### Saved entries
==========
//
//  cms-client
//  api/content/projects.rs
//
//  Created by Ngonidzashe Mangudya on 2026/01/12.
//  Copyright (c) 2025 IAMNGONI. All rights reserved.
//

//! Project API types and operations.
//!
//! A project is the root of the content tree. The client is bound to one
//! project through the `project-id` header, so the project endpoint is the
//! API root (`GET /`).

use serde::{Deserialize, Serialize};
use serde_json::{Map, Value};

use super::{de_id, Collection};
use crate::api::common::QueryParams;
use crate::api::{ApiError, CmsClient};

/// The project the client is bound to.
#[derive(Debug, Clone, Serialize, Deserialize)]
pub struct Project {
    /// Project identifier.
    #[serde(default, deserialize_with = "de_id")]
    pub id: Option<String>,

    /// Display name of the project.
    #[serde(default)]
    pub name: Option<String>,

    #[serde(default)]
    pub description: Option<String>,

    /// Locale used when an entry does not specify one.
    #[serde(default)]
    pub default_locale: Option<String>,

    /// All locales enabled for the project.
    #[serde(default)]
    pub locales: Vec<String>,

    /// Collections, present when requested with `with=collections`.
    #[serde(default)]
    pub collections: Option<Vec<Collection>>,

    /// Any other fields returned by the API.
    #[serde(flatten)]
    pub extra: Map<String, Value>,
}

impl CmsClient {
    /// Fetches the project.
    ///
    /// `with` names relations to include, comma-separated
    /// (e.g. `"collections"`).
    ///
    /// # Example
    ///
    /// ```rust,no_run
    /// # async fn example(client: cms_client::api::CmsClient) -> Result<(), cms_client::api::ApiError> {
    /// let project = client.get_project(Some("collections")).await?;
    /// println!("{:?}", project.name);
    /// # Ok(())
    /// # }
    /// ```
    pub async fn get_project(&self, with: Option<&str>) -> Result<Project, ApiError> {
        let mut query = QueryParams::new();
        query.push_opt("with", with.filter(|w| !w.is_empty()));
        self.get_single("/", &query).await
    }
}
==========
### Aim of the task
Could you restate the records above word for word?

### Exercise output
//
//  cms-client
//  api/content/projects.rs
//
//  Created by Ngonidzashe Mangudya on 2026/01/12.
//  Copyright (c) 2025 IAMNGONI. All rights reserved.
//

//! Project API types and operations.
//!
//! A project is the root of the content tree. The client is bound to one
//! project through the `project-id` header, so the project endpoint is the
//! API root (`GET /`).

use serde::{Deserialize, Serialize};
use serde_json::{Map, Value};

use super::{de_id, Collection};
use crate::api::common::QueryParams;
use crate::api::{ApiError, CmsClient};

/// The project the client is bound to.
#[derive(Debug, Clone, Serialize, Deserialize)]
pub struct Project {
    /// Project identifier.
    #[serde(default, deserialize_with = "de_id")]
    pub id: Option<String>,

    /// Display name of the project.
    #[serde(default)]
    pub name: Option<String>,

    #[serde(default)]
    pub description: Option<String>,

    /// Locale used when an entry does not specify one.
    #[serde(default)]
    pub default_locale: Option<String>,

    /// All locales enabled for the project.
    #[serde(default)]
    pub locales: Vec<String>,

    /// Collections, present when requested with `with=collections`.
    #[serde(default)]
    pub collections: Option<Vec<Collection>>,

    /// Any other fields returned by the API.
    #[serde(flatten)]
    pub extra: Map<String, Value>,
}

impl CmsClient {
    /// Fetches the project.
    ///
    /// `with` names relations to include, comma-separated
    /// (e.g. `"collections"`).
    ///
    /// # Example
    ///
    /// ```rust,no_run
    /// # async fn example(client: cms_client::api::CmsClient) -> Result<(), cms_client::api::ApiError> {
    /// let project = client.get_project(Some("collections")).await?;
    /// println!("{:?}", project.name);
    /// # Ok(())
    /// # }
    /// ```
    pub async fn get_project(&self, with: Option<&str>) -> Result<Project, ApiError> {
        let mut query = QueryParams::new();
        query.push_opt("with", with.filter(|w| !w.is_empty()));
        self.get_single("/", &query).await
    }
}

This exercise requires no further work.